Records supplied
++++++++

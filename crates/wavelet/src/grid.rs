//! Validated gridded field.

use ndarray::{Array2, ArrayView2};

use crate::error::WaveletError;

/// Minimum number of nodes along each axis.
const MIN_NODES: usize = 2;

/// A regularly sampled scalar field of finite `f64` values.
///
/// Axis 0 runs along x (`nx` nodes, spacing `dx`), axis 1 along y (`ny`
/// nodes, spacing `dy`). Spacings are in metres.
///
/// Guarantees:
/// - `nx >= 2` and `ny >= 2`
/// - all values are finite
/// - `dx` and `dy` are finite and strictly positive
///
/// # Example
///
/// ```ignore
/// use flexwave_wavelet::Grid;
///
/// let grid = Grid::from_shape_vec(3, 2, vec![0.0; 6], 1000.0, 1000.0)?;
/// assert_eq!(grid.nx(), 3);
/// ```
#[derive(Clone, Debug)]
pub struct Grid {
    data: Array2<f64>,
    dx: f64,
    dy: f64,
}

impl Grid {
    /// Creates a new `Grid` after validating the data and spacing.
    ///
    /// # Errors
    ///
    /// | Variant | Trigger |
    /// |---------|---------|
    /// | [`WaveletError::GridTooSmall`] | fewer than 2 nodes on either axis |
    /// | [`WaveletError::NonFiniteData`] | any value is NaN or infinite |
    /// | [`WaveletError::InvalidSpacing`] | `dx` or `dy` non-finite or `<= 0` |
    pub fn new(data: Array2<f64>, dx: f64, dy: f64) -> Result<Self, WaveletError> {
        let (nx, ny) = data.dim();
        if nx < MIN_NODES || ny < MIN_NODES {
            return Err(WaveletError::GridTooSmall {
                nx,
                ny,
                min: MIN_NODES,
            });
        }
        if !data.iter().all(|v| v.is_finite()) {
            return Err(WaveletError::NonFiniteData);
        }
        if !(dx.is_finite() && dx > 0.0 && dy.is_finite() && dy > 0.0) {
            return Err(WaveletError::InvalidSpacing { dx, dy });
        }
        Ok(Self { data, dx, dy })
    }

    /// Creates a `Grid` from a flat buffer laid out x-major (`values[i * ny + j]`).
    ///
    /// # Errors
    ///
    /// [`WaveletError::BufferShape`] when `values.len() != nx * ny`, otherwise
    /// the same conditions as [`Grid::new`].
    pub fn from_shape_vec(
        nx: usize,
        ny: usize,
        values: Vec<f64>,
        dx: f64,
        dy: f64,
    ) -> Result<Self, WaveletError> {
        let len = values.len();
        let data = Array2::from_shape_vec((nx, ny), values)
            .map_err(|_| WaveletError::BufferShape { len, nx, ny })?;
        Self::new(data, dx, dy)
    }

    /// Returns a read-only view of the field.
    pub fn view(&self) -> ArrayView2<'_, f64> {
        self.data.view()
    }

    /// Number of nodes along x.
    pub fn nx(&self) -> usize {
        self.data.nrows()
    }

    /// Number of nodes along y.
    pub fn ny(&self) -> usize {
        self.data.ncols()
    }

    /// Sampling interval along x (metres).
    pub fn dx(&self) -> f64 {
        self.dx
    }

    /// Sampling interval along y (metres).
    pub fn dy(&self) -> f64 {
        self.dy
    }

    /// Arithmetic mean of the field.
    pub fn mean(&self) -> f64 {
        self.data.sum() / self.data.len() as f64
    }

    /// Returns `true` if `other` has the same shape and spacing.
    pub fn is_colocated(&self, other: &Grid) -> bool {
        self.data.dim() == other.data.dim() && self.dx == other.dx && self.dy == other.dy
    }
}

impl AsRef<Array2<f64>> for Grid {
    fn as_ref(&self) -> &Array2<f64> {
        &self.data
    }
}
//! Admit command: wavelet admittance and coherence of two co-located grids.

use anyhow::Result;
use tracing::{info, info_span, warn};

use flexwave_io::GridTable;
use flexwave_spectral::admit_coh;

use crate::cli::PairArgs;
use crate::config::FlexwaveConfig;
use crate::convert;
use crate::pipeline::{self, Analysis, Summary};

/// Run the admittance/coherence pipeline.
pub fn run(args: PairArgs) -> Result<()> {
    let _cmd = info_span!("admit").entered();
    let config = FlexwaveConfig::load(args.config.as_deref())?;
    let reader_cfg = convert::build_reader_config(&config.io)?;
    let writer_cfg = convert::build_writer_config(&config.io)?;

    let (grid1, grid2) = pipeline::load_pair(&args.grid1, &args.grid2, &reader_cfg)?;
    let analysis = Analysis::new(&config, &grid1)?;
    let wt1 = analysis.transform(&grid1)?;
    let wt2 = analysis.transform(&grid2)?;

    let result = admit_coh(&wt1, &wt2)?;
    let undefined = result
        .coherence()
        .iter()
        .filter(|v| !v.is_finite())
        .count();
    if undefined > 0 {
        warn!(undefined, "coherence undefined where wavelet power vanishes");
    }
    info!(n_scales = result.wavenumbers().len(), "admittance and coherence computed");

    let table = GridTable::new(&grid1, result.wavenumbers())
        .with_column("admittance", result.admittance())?
        .with_column("admittance_error", result.admittance_error())?
        .with_column("coherence", result.coherence())?
        .with_column("coherence_error", result.coherence_error())?;
    pipeline::write_table(&args.output, &table, &writer_cfg)?;

    if let Some(path) = args.summary {
        Summary::new("admit", vec![args.grid1, args.grid2], &grid1, &analysis)
            .with_spectrum("admittance", &result.global_admittance())
            .with_spectrum("coherence", &result.global_coherence())
            .write(&path)?;
    }
    Ok(())
}
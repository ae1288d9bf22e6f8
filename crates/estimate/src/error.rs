//! Error types for the flexwave-estimate crate.

/// Error type for flexural parameter estimation.
#[derive(Debug, Clone, thiserror::Error)]
pub enum EstimateError {
    /// Returned when observation arrays differ in length.
    #[error("length mismatch for '{name}': expected {expected}, got {got}")]
    LengthMismatch {
        /// Name of the offending array.
        name: &'static str,
        /// Number of wavenumbers.
        expected: usize,
        /// Length of the offending array.
        got: usize,
    },

    /// Returned when admittance and coherence spectra use different wavenumbers.
    #[error("admittance and coherence spectra have different wavenumbers")]
    WavenumberMismatch,

    /// Returned when no wavenumber has a finite value with a finite, positive error.
    #[error("no usable observations for {mode} fit")]
    NoUsableData {
        /// Fit mode that was requested.
        mode: &'static str,
    },

    /// Returned when the configuration fails validation.
    #[error("{count} validation error(s): {details}")]
    Validation {
        /// Number of failed checks.
        count: usize,
        /// Semicolon-separated descriptions.
        details: String,
    },
}
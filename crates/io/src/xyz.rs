//! Plain-text `x y z` grid parsing.

use flexwave_wavelet::Grid;
use ndarray::Array2;

use crate::error::IoError;
use crate::reader::regular_spacing;

/// One grid node: coordinates in metres and the field value.
#[derive(Clone, Copy, Debug, PartialEq)]
pub(crate) struct Node {
    pub(crate) x: f64,
    pub(crate) y: f64,
    pub(crate) z: f64,
}

/// Parses every data line of `text`, scaling coordinates by `coord_scale`.
pub(crate) fn parse_nodes(text: &str, coord_scale: f64) -> Result<Vec<Node>, IoError> {
    let mut nodes = Vec::new();
    for (idx, raw) in text.lines().enumerate() {
        let line = raw.trim();
        if line.is_empty() || line.starts_with('#') {
            continue;
        }
        let fields: Vec<&str> = line
            .split(|c: char| c.is_whitespace() || c == ',')
            .filter(|t| !t.is_empty())
            .collect();
        if fields.len() != 3 {
            return Err(IoError::Parse {
                line: idx + 1,
                reason: format!("expected 3 columns, got {}", fields.len()),
            });
        }
        let mut values = [0.0; 3];
        for (v, field) in values.iter_mut().zip(&fields) {
            *v = field.parse::<f64>().map_err(|e| IoError::Parse {
                line: idx + 1,
                reason: format!("'{field}': {e}"),
            })?;
        }
        nodes.push(Node {
            x: values[0] * coord_scale,
            y: values[1] * coord_scale,
            z: values[2],
        });
    }
    Ok(nodes)
}

/// Sorted unique coordinates, merging values closer than `tol` of the extent.
fn unique_axis(mut coords: Vec<f64>, tol: f64) -> Vec<f64> {
    coords.sort_by(f64::total_cmp);
    let extent = match (coords.first(), coords.last()) {
        (Some(first), Some(last)) => last - first,
        _ => return coords,
    };
    coords.dedup_by(|b, a| (*b - *a).abs() <= tol * extent);
    coords
}

/// Places every node on the grid implied by the unique coordinates.
pub(crate) fn assemble(nodes: &[Node], tol: f64) -> Result<Grid, IoError> {
    let xs = unique_axis(nodes.iter().map(|n| n.x).collect(), tol);
    let ys = unique_axis(nodes.iter().map(|n| n.y).collect(), tol);
    let dx = regular_spacing(&xs, tol, "x")?;
    let dy = regular_spacing(&ys, tol, "y")?;
    let (nx, ny) = (xs.len(), ys.len());

    let mut data = Array2::<f64>::zeros((nx, ny));
    let mut seen = Array2::<bool>::from_elem((nx, ny), false);
    let (x0, y0) = (xs.first().copied().unwrap_or(0.0), ys.first().copied().unwrap_or(0.0));
    for node in nodes {
        let i = (((node.x - x0) / dx).round() as usize).min(nx.saturating_sub(1));
        let j = (((node.y - y0) / dy).round() as usize).min(ny.saturating_sub(1));
        if seen[[i, j]] {
            return Err(IoError::DuplicateNode {
                x: node.x,
                y: node.y,
            });
        }
        seen[[i, j]] = true;
        data[[i, j]] = node.z;
    }

    let present = seen.iter().filter(|&&s| s).count();
    if present != nx * ny {
        return Err(IoError::MissingNodes {
            expected: nx * ny,
            got: present,
        });
    }
    Ok(Grid::new(data, dx, dy)?)
}

#[cfg(test)]
mod tests {
    use super::*;
    use approx::assert_relative_eq;
    use flexwave_wavelet::WaveletError;

    #[test]
    fn parse_whitespace_and_commas() {
        let text = "# header\n0 0 1.5\n\n1000,0,2.5\n  0\t1000  -3\n";
        let nodes = parse_nodes(text, 1.0).unwrap();
        assert_eq!(nodes.len(), 3);
        assert_eq!(
            nodes[1],
            Node {
                x: 1000.0,
                y: 0.0,
                z: 2.5
            }
        );
        assert_relative_eq!(nodes[2].z, -3.0);
    }

    #[test]
    fn parse_scales_coordinates_only() {
        let nodes = parse_nodes("2 3 4\n", 1000.0).unwrap();
        assert_eq!(
            nodes[0],
            Node {
                x: 2000.0,
                y: 3000.0,
                z: 4.0
            }
        );
    }

    #[test]
    fn parse_reports_line_numbers() {
        let err = parse_nodes("0 0 1\n0 1\n", 1.0).unwrap_err();
        assert!(matches!(err, IoError::Parse { line: 2, .. }));
        let err = parse_nodes("# c\n0 0 abc\n", 1.0).unwrap_err();
        assert!(matches!(err, IoError::Parse { line: 2, .. }));
    }

    #[test]
    fn unique_axis_merges_jitter() {
        let axis = unique_axis(vec![2.0, 0.0, 1.0, 1.0 + 1e-9, 0.0], 1e-6);
        assert_eq!(axis.len(), 3);
        assert_relative_eq!(axis[2], 2.0);
    }

    fn nodes_for(nx: usize, ny: usize, d: f64) -> Vec<Node> {
        let mut nodes = Vec::new();
        for j in (0..ny).rev() {
            for i in 0..nx {
                nodes.push(Node {
                    x: 5000.0 + i as f64 * d,
                    y: j as f64 * d,
                    z: (i * 10 + j) as f64,
                });
            }
        }
        nodes
    }

    #[test]
    fn assemble_any_node_order() {
        let grid = assemble(&nodes_for(4, 3, 250.0), 1e-6).unwrap();
        assert_eq!((grid.nx(), grid.ny()), (4, 3));
        assert_relative_eq!(grid.dx(), 250.0);
        assert_relative_eq!(grid.dy(), 250.0);
        assert_relative_eq!(grid.view()[[3, 1]], 31.0);
        assert_relative_eq!(grid.view()[[0, 2]], 2.0);
    }

    #[test]
    fn assemble_missing_node() {
        let mut nodes = nodes_for(3, 3, 1.0);
        nodes.remove(4);
        let err = assemble(&nodes, 1e-6).unwrap_err();
        assert!(matches!(
            err,
            IoError::MissingNodes {
                expected: 9,
                got: 8
            }
        ));
    }

    #[test]
    fn assemble_duplicate_node() {
        let mut nodes = nodes_for(3, 3, 1.0);
        nodes.push(nodes[0]);
        let err = assemble(&nodes, 1e-6).unwrap_err();
        assert!(matches!(err, IoError::DuplicateNode { .. }));
    }

    #[test]
    fn assemble_single_column_is_too_small() {
        let nodes = vec![
            Node {
                x: 0.0,
                y: 0.0,
                z: 1.0,
            },
            Node {
                x: 0.0,
                y: 1.0,
                z: 1.0,
            },
        ];
        let err = assemble(&nodes, 1e-6).unwrap_err();
        assert!(matches!(
            err,
            IoError::Grid(WaveletError::GridTooSmall { nx: 1, ny: 2, .. })
        ));
    }

    #[test]
    fn assemble_nan_value_rejected() {
        let mut nodes = nodes_for(2, 2, 1.0);
        nodes[1].z = f64::NAN;
        let err = assemble(&nodes, 1e-6).unwrap_err();
        assert!(matches!(err, IoError::Grid(WaveletError::NonFiniteData)));
    }
}
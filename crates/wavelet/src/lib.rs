//! # flexwave-wavelet
//!
//! Directional Morlet wavelet transform of regularly gridded 2D fields.
//!
//! ## Transform Pipeline
//!
//! ```mermaid
//! graph LR
//!     A["Grid::new(data, dx, dy)?"] -->|"validate"| B["Grid"]
//!     B -->|"taper + de-mean + pad"| C["padded field"]
//!     C -->|"Fft2::forward, conj"| D["spectrum"]
//!     D -->|"x daughter_wavelet(s, a)"| E["filtered"]
//!     E -->|"Fft2::inverse, quadrant_swap, crop"| F["WaveletCoefficients"]
//! ```
//!
//! Coefficients are indexed `[x, y, angle, scale]`. Wavenumbers in a
//! [`ScaleSet`] are in rad/m; grid spacings are in metres.
//!
//! ## Quick Start
//!
//! ```ignore
//! use flexwave_wavelet::{Grid, ScaleSet, TransformConfig, padded_shape, transform};
//!
//! let grid = Grid::new(data, 1000.0, 1000.0)?;
//! let scales = ScaleSet::for_grid(&grid, 16)?;
//! let (nnx, nny) = padded_shape(grid.nx(), grid.ny());
//! let wt = transform(&grid, nnx, nny, &scales, &TransformConfig::new())?;
//! assert_eq!(wt.n_scales(), 16);
//! ```

mod config;
mod daughter;
mod error;
mod fft;
mod grid;
mod scales;
mod taper;
mod transform;
mod wavenumber;

pub use config::{DEFAULT_K0, DEFAULT_N_ANGLES, DEFAULT_TAPER_WIDTH, TransformConfig};
pub use daughter::daughter_wavelet;
pub use error::WaveletError;
pub use fft::{Fft2, quadrant_swap};
pub use grid::Grid;
pub use scales::ScaleSet;
pub use taper::taper;
pub use transform::{WaveletCoefficients, padded_shape, transform};
pub use wavenumber::WavenumberArrays;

++++++++

Task to carry out
Where in the records does the string "present" appear? Copy every line that has it.

Task output
    let present = seen.iter().filter(|&&s| s).count();
    if present != nx * ny {
            got: present,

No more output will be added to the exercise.